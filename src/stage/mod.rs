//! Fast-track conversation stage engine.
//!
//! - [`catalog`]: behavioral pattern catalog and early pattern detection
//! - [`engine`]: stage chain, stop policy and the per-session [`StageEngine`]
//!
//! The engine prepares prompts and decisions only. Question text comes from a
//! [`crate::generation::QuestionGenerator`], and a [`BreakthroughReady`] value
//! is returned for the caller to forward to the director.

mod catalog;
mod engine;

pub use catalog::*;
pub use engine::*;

+ + + +

▶ **Your objective**
The material above is to be transcribed in full, exactly as it appears.

▶ **Answer section**
filename src/stage/mod.rs
//! Fast-track conversation stage engine.
//!
//! - [`catalog`]: behavioral pattern catalog and early pattern detection
//! - [`engine`]: stage chain, stop policy and the per-session [`StageEngine`]
//!
//! The engine prepares prompts and decisions only. Question text comes from a
//! [`crate::generation::QuestionGenerator`], and a [`BreakthroughReady`] value
//! is returned for the caller to forward to the director.

mod catalog;
mod engine;

pub use catalog::*;
pub use engine::*;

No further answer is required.